* _WHAT IS NEEDED_
Read the records below and report each line in which "Serialize" occurs.

* _RECORD SET_
####################

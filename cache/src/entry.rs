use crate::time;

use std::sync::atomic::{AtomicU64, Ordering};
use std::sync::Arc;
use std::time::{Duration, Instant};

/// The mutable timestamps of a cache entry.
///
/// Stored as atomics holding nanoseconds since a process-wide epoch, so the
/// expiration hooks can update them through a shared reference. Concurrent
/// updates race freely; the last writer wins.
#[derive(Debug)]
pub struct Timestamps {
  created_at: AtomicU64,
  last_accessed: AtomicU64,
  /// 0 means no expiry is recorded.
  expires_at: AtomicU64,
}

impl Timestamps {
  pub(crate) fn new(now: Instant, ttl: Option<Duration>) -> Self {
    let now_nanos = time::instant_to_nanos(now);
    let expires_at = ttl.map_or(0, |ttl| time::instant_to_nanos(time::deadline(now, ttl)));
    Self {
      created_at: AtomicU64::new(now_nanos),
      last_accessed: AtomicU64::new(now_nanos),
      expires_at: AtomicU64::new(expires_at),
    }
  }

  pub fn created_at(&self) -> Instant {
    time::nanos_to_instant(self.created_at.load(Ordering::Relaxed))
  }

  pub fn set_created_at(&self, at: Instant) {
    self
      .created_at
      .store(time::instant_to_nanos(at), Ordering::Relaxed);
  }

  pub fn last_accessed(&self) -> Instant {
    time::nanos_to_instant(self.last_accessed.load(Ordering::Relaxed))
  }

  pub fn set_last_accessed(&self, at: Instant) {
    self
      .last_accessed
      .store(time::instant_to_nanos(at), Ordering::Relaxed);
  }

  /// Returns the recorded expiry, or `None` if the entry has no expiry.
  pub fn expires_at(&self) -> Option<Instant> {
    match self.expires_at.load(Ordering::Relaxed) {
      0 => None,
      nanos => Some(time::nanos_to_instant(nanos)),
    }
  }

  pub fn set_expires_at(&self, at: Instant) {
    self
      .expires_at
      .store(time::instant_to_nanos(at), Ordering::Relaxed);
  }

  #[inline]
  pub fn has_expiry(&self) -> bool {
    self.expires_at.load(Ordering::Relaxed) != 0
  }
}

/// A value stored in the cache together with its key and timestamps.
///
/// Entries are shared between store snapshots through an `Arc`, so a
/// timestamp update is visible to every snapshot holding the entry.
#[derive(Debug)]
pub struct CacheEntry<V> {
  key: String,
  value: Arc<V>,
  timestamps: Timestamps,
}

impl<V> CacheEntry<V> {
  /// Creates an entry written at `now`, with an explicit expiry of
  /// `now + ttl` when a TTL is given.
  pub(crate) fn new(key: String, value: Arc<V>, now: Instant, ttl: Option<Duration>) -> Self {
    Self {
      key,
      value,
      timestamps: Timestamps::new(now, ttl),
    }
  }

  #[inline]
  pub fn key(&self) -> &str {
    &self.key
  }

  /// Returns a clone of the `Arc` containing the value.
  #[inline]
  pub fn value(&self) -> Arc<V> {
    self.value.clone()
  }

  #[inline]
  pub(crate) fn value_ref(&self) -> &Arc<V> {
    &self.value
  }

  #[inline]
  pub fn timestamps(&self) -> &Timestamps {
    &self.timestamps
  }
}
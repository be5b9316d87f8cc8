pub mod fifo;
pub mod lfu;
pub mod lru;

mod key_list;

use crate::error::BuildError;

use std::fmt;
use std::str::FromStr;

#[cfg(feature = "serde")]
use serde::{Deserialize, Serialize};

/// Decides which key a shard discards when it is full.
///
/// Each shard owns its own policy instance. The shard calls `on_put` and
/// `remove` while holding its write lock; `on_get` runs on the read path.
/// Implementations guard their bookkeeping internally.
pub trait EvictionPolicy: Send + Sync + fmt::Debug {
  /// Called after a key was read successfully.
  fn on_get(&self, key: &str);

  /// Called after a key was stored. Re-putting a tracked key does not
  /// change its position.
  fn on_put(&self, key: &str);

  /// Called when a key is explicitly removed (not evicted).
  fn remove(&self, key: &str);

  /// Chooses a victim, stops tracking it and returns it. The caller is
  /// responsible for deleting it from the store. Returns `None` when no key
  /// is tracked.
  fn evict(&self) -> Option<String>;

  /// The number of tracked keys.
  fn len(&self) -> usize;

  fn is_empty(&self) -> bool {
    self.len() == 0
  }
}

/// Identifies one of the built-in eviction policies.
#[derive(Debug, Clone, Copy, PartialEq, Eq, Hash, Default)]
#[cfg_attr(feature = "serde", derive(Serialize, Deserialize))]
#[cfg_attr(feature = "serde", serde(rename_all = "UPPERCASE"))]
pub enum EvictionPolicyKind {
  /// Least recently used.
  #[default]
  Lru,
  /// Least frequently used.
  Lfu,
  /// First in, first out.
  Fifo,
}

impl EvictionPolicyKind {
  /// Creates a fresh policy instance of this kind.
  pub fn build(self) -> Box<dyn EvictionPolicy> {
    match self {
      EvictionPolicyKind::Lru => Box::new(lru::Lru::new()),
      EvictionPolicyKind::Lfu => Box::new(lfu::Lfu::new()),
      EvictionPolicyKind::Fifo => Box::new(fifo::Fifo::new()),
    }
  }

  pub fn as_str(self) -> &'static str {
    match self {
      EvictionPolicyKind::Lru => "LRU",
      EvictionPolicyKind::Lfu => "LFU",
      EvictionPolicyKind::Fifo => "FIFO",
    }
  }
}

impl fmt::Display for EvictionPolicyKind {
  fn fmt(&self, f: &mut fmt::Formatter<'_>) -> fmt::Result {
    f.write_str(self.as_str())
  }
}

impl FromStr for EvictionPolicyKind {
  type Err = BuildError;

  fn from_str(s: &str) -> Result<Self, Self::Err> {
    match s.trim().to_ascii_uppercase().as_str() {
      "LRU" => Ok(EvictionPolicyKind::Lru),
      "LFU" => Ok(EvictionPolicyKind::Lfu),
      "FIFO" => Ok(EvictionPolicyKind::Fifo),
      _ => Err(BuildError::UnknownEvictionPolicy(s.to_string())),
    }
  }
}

####################

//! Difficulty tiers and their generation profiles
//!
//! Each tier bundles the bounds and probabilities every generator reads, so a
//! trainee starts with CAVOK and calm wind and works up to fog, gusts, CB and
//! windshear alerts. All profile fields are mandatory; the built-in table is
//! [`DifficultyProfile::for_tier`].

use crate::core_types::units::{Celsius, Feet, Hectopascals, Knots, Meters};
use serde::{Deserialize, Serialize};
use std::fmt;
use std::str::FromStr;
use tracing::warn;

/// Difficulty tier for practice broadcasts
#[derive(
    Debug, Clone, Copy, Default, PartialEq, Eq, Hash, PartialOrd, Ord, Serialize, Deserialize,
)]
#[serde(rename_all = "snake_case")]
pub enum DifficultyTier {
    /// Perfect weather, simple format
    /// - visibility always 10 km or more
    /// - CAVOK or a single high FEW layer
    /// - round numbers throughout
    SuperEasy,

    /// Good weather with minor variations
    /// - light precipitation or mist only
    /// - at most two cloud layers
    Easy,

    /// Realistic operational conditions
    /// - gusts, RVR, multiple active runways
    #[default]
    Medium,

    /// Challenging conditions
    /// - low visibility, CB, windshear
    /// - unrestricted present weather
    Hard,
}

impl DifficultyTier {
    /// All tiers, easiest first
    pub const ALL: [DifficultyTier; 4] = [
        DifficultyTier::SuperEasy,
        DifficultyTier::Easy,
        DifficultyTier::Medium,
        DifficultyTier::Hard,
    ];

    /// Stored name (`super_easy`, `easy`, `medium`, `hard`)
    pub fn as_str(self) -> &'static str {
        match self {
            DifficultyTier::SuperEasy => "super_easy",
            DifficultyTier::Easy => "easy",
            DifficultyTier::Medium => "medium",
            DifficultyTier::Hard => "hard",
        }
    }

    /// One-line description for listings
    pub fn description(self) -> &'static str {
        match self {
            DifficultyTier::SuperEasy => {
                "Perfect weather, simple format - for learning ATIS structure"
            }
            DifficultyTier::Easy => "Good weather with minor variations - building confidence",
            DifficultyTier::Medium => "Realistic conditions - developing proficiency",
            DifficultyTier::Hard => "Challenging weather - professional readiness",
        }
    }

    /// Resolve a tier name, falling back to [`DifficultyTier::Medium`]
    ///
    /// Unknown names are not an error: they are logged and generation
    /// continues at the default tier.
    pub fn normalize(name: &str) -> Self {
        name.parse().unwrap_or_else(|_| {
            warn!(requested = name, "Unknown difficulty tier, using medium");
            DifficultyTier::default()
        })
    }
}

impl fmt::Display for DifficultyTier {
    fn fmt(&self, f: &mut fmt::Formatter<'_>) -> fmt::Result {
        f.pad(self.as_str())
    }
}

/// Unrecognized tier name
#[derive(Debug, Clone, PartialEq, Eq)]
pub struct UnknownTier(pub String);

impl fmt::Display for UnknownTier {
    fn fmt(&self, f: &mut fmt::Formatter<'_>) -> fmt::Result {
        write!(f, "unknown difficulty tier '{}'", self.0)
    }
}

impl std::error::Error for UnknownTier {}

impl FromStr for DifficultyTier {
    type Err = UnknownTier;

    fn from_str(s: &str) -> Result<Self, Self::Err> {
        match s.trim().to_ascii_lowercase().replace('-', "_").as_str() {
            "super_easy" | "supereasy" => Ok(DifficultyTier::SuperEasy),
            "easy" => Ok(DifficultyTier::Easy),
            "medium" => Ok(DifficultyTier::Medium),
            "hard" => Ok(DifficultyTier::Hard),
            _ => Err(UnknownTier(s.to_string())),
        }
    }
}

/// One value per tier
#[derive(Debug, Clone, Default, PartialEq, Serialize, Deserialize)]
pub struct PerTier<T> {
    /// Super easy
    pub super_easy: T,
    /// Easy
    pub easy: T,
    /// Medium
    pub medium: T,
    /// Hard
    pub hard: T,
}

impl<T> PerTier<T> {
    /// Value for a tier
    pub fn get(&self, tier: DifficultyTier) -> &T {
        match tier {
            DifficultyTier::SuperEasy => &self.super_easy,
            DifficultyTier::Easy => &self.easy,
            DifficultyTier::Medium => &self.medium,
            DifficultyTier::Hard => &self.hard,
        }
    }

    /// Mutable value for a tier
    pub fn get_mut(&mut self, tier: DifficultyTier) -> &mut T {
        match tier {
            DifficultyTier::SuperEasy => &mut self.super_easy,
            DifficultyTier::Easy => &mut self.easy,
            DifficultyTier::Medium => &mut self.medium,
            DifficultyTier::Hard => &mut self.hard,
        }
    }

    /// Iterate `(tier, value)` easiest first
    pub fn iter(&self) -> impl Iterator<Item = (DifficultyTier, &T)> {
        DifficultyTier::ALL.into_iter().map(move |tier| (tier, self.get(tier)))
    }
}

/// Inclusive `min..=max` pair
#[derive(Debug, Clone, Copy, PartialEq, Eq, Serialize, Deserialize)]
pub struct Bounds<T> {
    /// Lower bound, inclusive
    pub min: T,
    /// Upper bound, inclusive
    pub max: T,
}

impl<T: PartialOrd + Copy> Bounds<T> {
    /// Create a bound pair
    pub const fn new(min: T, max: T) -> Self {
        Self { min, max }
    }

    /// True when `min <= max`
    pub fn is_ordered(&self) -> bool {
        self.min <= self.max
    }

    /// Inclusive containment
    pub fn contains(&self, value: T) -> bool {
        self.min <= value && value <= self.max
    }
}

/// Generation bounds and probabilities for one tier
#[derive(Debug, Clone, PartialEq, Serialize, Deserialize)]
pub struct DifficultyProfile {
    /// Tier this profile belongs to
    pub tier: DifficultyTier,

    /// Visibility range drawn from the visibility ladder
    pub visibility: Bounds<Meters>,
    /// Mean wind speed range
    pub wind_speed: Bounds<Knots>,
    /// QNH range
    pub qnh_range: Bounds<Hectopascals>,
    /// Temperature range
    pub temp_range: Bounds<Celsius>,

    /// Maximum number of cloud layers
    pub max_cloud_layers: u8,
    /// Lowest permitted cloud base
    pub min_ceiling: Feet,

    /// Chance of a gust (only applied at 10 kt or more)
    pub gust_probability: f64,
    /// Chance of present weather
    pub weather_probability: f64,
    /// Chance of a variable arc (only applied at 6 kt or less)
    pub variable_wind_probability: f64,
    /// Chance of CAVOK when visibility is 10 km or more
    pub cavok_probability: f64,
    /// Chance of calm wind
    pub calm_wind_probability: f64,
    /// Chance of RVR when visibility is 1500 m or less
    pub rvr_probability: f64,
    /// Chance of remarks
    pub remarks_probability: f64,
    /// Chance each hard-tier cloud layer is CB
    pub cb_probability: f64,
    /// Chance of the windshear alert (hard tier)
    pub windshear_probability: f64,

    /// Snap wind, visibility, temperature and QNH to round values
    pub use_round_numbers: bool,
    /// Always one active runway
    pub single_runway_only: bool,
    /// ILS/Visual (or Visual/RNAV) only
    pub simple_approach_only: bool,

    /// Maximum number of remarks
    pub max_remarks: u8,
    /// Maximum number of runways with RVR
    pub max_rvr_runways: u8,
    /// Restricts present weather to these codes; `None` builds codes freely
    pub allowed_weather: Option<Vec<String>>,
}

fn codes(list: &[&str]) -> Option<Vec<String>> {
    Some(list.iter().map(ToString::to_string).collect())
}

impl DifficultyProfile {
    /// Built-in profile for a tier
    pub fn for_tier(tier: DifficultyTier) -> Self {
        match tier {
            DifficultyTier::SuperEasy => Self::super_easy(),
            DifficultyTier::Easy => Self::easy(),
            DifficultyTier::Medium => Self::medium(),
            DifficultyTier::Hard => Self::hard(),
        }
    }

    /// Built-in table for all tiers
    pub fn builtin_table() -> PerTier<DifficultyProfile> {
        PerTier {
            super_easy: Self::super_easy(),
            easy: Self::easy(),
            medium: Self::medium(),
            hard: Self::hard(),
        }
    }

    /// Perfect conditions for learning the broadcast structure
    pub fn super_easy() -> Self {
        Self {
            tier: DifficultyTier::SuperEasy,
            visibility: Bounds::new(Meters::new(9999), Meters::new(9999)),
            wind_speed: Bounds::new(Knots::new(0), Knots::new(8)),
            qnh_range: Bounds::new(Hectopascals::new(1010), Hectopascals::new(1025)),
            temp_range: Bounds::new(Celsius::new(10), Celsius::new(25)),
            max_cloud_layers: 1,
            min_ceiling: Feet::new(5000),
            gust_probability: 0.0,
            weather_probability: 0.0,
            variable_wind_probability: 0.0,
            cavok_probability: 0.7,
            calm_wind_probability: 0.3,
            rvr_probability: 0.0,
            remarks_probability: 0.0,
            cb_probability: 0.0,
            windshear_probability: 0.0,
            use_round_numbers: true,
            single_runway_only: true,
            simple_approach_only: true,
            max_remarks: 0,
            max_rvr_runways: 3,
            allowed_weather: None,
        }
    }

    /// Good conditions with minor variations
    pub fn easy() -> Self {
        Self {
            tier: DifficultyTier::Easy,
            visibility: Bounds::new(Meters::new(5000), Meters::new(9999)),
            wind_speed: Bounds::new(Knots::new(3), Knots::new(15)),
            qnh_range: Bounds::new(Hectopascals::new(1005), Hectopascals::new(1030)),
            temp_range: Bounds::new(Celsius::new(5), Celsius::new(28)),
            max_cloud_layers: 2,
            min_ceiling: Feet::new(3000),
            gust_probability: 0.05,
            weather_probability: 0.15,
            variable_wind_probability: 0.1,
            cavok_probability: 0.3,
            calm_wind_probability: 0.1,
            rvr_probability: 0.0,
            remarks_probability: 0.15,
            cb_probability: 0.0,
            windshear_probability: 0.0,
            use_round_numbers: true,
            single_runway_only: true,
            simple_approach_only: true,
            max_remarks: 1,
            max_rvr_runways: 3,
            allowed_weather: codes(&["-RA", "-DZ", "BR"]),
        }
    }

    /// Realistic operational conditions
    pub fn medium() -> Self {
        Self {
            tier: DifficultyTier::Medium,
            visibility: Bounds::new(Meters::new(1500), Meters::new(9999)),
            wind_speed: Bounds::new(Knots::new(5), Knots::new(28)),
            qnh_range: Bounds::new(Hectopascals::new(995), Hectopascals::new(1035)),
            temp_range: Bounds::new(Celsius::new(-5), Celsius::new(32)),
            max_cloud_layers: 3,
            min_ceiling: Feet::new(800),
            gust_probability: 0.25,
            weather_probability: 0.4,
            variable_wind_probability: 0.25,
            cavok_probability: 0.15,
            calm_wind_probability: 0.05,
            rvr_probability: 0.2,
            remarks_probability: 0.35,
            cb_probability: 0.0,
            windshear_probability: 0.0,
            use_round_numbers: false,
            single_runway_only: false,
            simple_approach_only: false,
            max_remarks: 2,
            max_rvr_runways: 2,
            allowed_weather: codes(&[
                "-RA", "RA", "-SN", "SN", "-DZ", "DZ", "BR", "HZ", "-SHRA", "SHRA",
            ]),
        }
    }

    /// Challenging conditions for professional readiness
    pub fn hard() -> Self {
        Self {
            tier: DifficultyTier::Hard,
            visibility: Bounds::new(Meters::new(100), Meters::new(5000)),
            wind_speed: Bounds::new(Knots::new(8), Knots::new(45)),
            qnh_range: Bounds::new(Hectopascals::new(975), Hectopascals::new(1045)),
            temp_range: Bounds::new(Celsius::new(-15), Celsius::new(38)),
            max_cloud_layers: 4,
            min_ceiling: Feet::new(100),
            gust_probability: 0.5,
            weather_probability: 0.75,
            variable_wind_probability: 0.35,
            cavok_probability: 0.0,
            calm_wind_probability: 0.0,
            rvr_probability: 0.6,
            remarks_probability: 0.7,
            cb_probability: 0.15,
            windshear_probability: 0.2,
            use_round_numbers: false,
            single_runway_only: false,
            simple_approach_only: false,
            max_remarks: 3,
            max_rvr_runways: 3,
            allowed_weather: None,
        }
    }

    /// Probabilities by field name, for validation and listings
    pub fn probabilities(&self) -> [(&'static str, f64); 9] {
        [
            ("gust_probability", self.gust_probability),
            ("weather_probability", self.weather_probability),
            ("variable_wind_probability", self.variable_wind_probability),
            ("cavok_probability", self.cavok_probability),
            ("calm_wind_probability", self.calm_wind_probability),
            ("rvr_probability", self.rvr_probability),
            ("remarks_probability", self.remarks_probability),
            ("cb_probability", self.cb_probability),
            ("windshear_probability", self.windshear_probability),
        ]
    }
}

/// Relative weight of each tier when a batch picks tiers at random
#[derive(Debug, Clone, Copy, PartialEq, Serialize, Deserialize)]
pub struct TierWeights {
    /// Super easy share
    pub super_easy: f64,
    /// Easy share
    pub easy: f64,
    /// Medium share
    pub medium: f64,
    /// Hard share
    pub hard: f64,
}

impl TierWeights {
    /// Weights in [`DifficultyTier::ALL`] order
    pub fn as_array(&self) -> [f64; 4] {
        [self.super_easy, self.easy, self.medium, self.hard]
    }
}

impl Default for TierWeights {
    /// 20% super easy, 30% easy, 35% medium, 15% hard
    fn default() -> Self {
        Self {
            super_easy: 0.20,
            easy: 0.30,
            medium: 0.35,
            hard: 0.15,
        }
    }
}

####################

* _RESULT OF THIS EXERCISE_
use serde::{Deserialize, Serialize};
#[cfg_attr(feature = "serde", derive(Serialize, Deserialize))]
use serde::{Deserialize, Serialize};
    Debug, Clone, Copy, Default, PartialEq, Eq, Hash, PartialOrd, Ord, Serialize, Deserialize,
#[derive(Debug, Clone, Default, PartialEq, Serialize, Deserialize)]
#[derive(Debug, Clone, Copy, PartialEq, Eq, Serialize, Deserialize)]
#[derive(Debug, Clone, PartialEq, Serialize, Deserialize)]
#[derive(Debug, Clone, Copy, PartialEq, Serialize, Deserialize)]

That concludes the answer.